Dónde veranean los vascos

Cosas que pasan, controles de la Guardia Civil, algún desgraciado tiroteo en el camping de Zarauz. Cosas. Ninguna lo bastante grave como para frenar la riada de coches que baja por las noches a San Sebastián a ver el concurso de fuegos artificiales, capaz de detener a la gente que asiste a los conciertos en la Músika Plaza, de Zarauz, o se concentra en la playa, en los bares del pueblo, todos los días.

Al atardecer crece el intempestivo tráfico en el pueblo. La gente busca desesperadamente cabinas que funcionen para llamar a la familia, y las niñas bien de Bilbao hacen auto-stop un poco en broma para bajar a Donosti, porque hoy desfilan las charangas. No queda en todo este sector de la costa vasca una sola habitación de hotel, los apartamentos que han proliferado en los últimos años, cambiando por completo la estructura de pueblos como Zarauz, están llenos a rebosar. «Claro, pero la temporada es muy corta. El mes de agosto viene la gente, sí, pero muchos están de paso nada más». Un viejo hotelero del pueblo se queja del turismo, que no acaba de llegar. « Los vascos, los vascos, no lo crea usted. Los vascos se van al Mediterráneo, a Santander, qué sé yo; aquí sólo se quedan los que tienen chiquillos y, claro, no pueden desplazarse cómodamente. Mire usted, yo tengo camareras de Legazpia y de muchos sitios del interior, y ellas reciben postales de sus familiares desde Córdoba, Torremolinos, Benidorm. Qué sé yo. No, no crea que los vascos se quedan en su tierra».

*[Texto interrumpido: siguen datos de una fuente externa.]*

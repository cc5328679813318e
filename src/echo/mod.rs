//! The `echo` builtin.
//!
//! Joins its positional arguments with single spaces, optionally decodes
//! backslash escapes in the result and terminates it with a newline unless
//! asked not to. The whole line is written with a single `write_all`.

mod escape;
mod opt;

use crate::builtin::BuiltinCommand;
use crate::command::{Context, ExitCode};
use anyhow::Result;
use argh::FromArgs;
use log::debug;
use std::io::{Read, Write};

use opt::Configure;

pub use escape::decode;
pub use opt::{
    DisableEscape, EnableEscape, EscapeFlag, NewlineFlag, NoNewline, Param, WithNewline,
};

#[derive(FromArgs, Debug, Clone, Default, PartialEq, Eq)]
/// write the arguments to standard output, separated by spaces.
/// by default, a trailing newline is printed.
/// switches may be bundled (-ne) but must come before the first value.
pub struct Echo {
    #[argh(switch, short = 'n')]
    /// do not output the trailing newline.
    no_newline: bool,

    #[argh(switch, short = 'e')]
    /// interpret backslash escapes (\n, \t, \r, \\, \a, \b, \f, \v).
    escape: bool,

    #[argh(positional, greedy)]
    /// values to print, separated by spaces.
    args: Vec<String>,
}

impl Echo {
    /// Build an `echo` from a mixed list of text and flags.
    ///
    /// Text entries become the positional arguments in the order given.
    /// Flags may appear anywhere; when the same flag is given twice the last
    /// one wins. Unset flags keep their defaults, [`WithNewline`] and
    /// [`DisableEscape`].
    pub fn new<I, P>(params: I) -> Self
    where
        I: IntoIterator<Item = P>,
        P: Into<Param>,
    {
        let mut echo = Echo::default();
        for param in params {
            match param.into() {
                Param::Text(text) => echo.args.push(text),
                Param::Newline(flag) => flag.configure(&mut echo),
                Param::Escape(flag) => flag.configure(&mut echo),
            }
        }
        echo
    }

    pub fn args(&self) -> &[String] {
        &self.args
    }

    pub fn newline(&self) -> NewlineFlag {
        if self.no_newline { NoNewline } else { WithNewline }
    }

    pub fn escape(&self) -> EscapeFlag {
        if self.escape { EnableEscape } else { DisableEscape }
    }

    /// The exact text this command writes.
    pub fn render(&self) -> String {
        let joined = self.args.join(" ");
        let mut output = if self.escape {
            decode(&joined)
        } else {
            joined
        };
        if !self.no_newline {
            output.push('\n');
        }
        output
    }
}

impl BuiltinCommand for Echo {
    fn name() -> &'static str {
        "echo"
    }

    fn split_switches(args: &[&str]) -> Vec<String> {
        let mut out = Vec::with_capacity(args.len());
        let mut in_switches = true;
        for arg in args {
            let bundle = arg
                .strip_prefix('-')
                .filter(|rest| rest.len() > 1 && rest.chars().all(|c| c == 'n' || c == 'e'));
            match bundle {
                Some(rest) if in_switches => {
                    out.extend(rest.chars().map(|c| format!("-{}", c)));
                }
                _ => {
                    if !arg.starts_with('-') {
                        in_switches = false;
                    }
                    out.push(arg.to_string());
                }
            }
        }
        out
    }

    fn execute(
        &self,
        _ctx: &Context,
        _stdin: &mut dyn Read,
        stdout: &mut dyn Write,
        _stderr: &mut dyn Write,
    ) -> Result<ExitCode> {
        let output = self.render();
        debug!(
            "echo: {} args, escape={}, no_newline={}, {} bytes",
            self.args.len(),
            self.escape,
            self.no_newline,
            output.len()
        );
        stdout.write_all(output.as_bytes())?;
        Ok(0)
    }
}

/// Build an [`Echo`] from a variadic list of text and flags.
///
/// ```
/// use echo_command::echo;
/// use echo_command::echo::{EnableEscape, NoNewline};
///
/// let cmd = echo!["tab\\there", NoNewline, EnableEscape];
/// assert_eq!(cmd.render(), "tab\there");
/// ```
#[macro_export]
macro_rules! echo {
    ($($param:expr),* $(,)?) => {{
        let params: ::std::vec::Vec<$crate::echo::Param> =
            ::std::vec![$($crate::echo::Param::from($param)),*];
        $crate::echo::Echo::new(params)
    }};
}
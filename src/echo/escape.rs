/// Replace backslash escapes in `text` with the control characters they name.
///
/// Recognized sequences are `\n`, `\t`, `\r`, `\\`, `\a`, `\b`, `\f` and `\v`.
/// Anything else is copied through untouched: an unknown escape such as `\x`
/// keeps both the backslash and the letter, and a lone backslash at the end
/// stays as it is.
pub fn decode(text: &str) -> String {
    let mut out = String::with_capacity(text.len());
    let mut chars = text.chars().peekable();

    while let Some(c) = chars.next() {
        if c == '\\' {
            if let Some(decoded) = chars.peek().copied().and_then(control_char) {
                out.push(decoded);
                chars.next();
                continue;
            }
        }
        out.push(c);
    }

    out
}

fn control_char(code: char) -> Option<char> {
    match code {
        'n' => Some('\n'),
        't' => Some('\t'),
        'r' => Some('\r'),
        '\\' => Some('\\'),
        'a' => Some('\x07'),
        'b' => Some('\x08'),
        'f' => Some('\x0C'),
        'v' => Some('\x0B'),
        _ => None,
    }
}

#[cfg(test)]
mod tests {
    use super::decode;

    #[test]
    fn test_decode_each_known_escape() {
        let cases = [
            (r"\n", "\n"),
            (r"\t", "\t"),
            (r"\r", "\r"),
            (r"\\", "\\"),
            (r"\a", "\x07"),
            (r"\b", "\x08"),
            (r"\f", "\x0C"),
            (r"\v", "\x0B"),
        ];
        for (input, expected) in cases {
            assert_eq!(decode(input), expected, "decoding {:?}", input);
        }
    }

    #[test]
    fn test_decode_empty() {
        assert_eq!(decode(""), "");
    }

    #[test]
    fn test_decode_leaves_plain_text_alone() {
        let text = "hello world\t日本語 !@#$%^&*()";
        assert_eq!(decode(text), text);
    }

    #[test]
    fn test_decode_unknown_escape_is_literal() {
        assert_eq!(decode(r"\xunknown"), r"\xunknown");
        assert_eq!(decode(r"a\qb"), r"a\qb");
    }

    #[test]
    fn test_decode_trailing_backslash_is_literal() {
        assert_eq!(decode("end\\"), "end\\");
        assert_eq!(decode("\\"), "\\");
    }

    #[test]
    fn test_decode_backslashes_pair_up() {
        for n in 0..8 {
            let input = "\\".repeat(2 * n);
            assert_eq!(decode(&input), "\\".repeat(n));
        }
        // odd run keeps exactly one extra literal backslash
        assert_eq!(decode(r"\\\"), r"\\");
        assert_eq!(decode(r"x\\\\\"), r"x\\\");
    }

    #[test]
    fn test_decode_escaped_backslash_does_not_start_new_escape() {
        // `\\n` is an escaped backslash followed by a plain `n`
        assert_eq!(decode(r"\\n"), r"\n");
        assert_eq!(decode(r"path\\to\\file"), r"path\to\file");
    }

    #[test]
    fn test_decode_mixed() {
        assert_eq!(
            decode(r"line1\nline2\ttab\\backslash"),
            "line1\nline2\ttab\\backslash"
        );
    }
}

Por la Gipuzcoa Etorbidea emerelen, entre los bloques moderadamente altos de apartamentos, las viejas casonas vascas, tramos de huertas verdes y un horizonte de montañas suaves que concentran las nubes grises del País Vasco. Cruzan familias cargadas de niños, hablando en eusquera; de vez en vez, una exclamación castellana, eusquera de nuevo, camino de la zona vieja del pueblo. Jean, un veterano veraneante francés de Toulouse, busca una iglesia abierta. Las puertas de la iglesia de los franciscanos y de Santa María están cerradas. Jean no sabe por qué, a pesar de que viene a Zarauz todos los años, desde hace casi veinte veranos. «Me ousta el pueblo, me gusta la gente, me gusta la playa. Nunca me inquietó la violencia, además yo estuve en el mayo francés. Y le diré una cosa: Europa entera está atravesada de violencia. Vea Gran Bretaña, Holanda, Alemania, y en Francia pasaráotro tanto. Son los tiempos que vivimos». Golpea la entrada de la sacristía. Ninguna respuesta. Entonces agarra al pequeño Jean-Marc de la mano y se aleja por la calle, un poco contrariado, sorteando el tráfico, camino del mismo sitio donde hace veinte años un casero cedió graciosamente a su padre un poco de terreno para plantar la tienda de campaña. Cuando Zarauz era un conjunto de casas bajas y villas flanqueadas de hortensias y su padre compraba los cuadros ingenuos de un pintor llamado Apellaniz.